**Task to carry out:** Copy the entries exactly. Leave nothing out and add nothing.

*** Opening Provided records ***

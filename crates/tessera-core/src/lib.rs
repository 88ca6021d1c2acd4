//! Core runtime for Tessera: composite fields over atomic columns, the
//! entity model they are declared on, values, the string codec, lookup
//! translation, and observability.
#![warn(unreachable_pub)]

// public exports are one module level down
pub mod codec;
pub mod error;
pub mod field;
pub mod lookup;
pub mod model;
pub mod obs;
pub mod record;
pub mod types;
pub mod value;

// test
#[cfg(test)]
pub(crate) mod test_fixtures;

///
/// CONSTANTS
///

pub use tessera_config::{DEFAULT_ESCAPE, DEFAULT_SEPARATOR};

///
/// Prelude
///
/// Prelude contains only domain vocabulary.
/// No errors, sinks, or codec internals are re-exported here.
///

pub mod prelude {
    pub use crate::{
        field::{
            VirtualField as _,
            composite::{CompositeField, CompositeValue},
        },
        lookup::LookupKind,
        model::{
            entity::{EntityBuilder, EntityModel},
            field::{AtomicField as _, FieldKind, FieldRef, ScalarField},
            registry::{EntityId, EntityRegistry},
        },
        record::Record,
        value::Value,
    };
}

*** Closing Provided records ***

**Solution to this exercise:**
filename crates/tessera-core/src/lib.rs
repository 88ca6021d1c2acd4
//! Core runtime for Tessera: composite fields over atomic columns, the
//! entity model they are declared on, values, the string codec, lookup
//! translation, and observability.
#![warn(unreachable_pub)]

// public exports are one module level down
pub mod codec;
pub mod error;
pub mod field;
pub mod lookup;
pub mod model;
pub mod obs;
pub mod record;
pub mod types;
pub mod value;

// test
#[cfg(test)]
pub(crate) mod test_fixtures;

///
/// CONSTANTS
///

pub use tessera_config::{DEFAULT_ESCAPE, DEFAULT_SEPARATOR};

///
/// Prelude
///
/// Prelude contains only domain vocabulary.
/// No errors, sinks, or codec internals are re-exported here.
///

pub mod prelude {
    pub use crate::{
        field::{
            VirtualField as _,
            composite::{CompositeField, CompositeValue},
        },
        lookup::LookupKind,
        model::{
            entity::{EntityBuilder, EntityModel},
            field::{AtomicField as _, FieldKind, FieldRef, ScalarField},
            registry::{EntityId, EntityRegistry},
        },
        record::Record,
        value::Value,
    };
}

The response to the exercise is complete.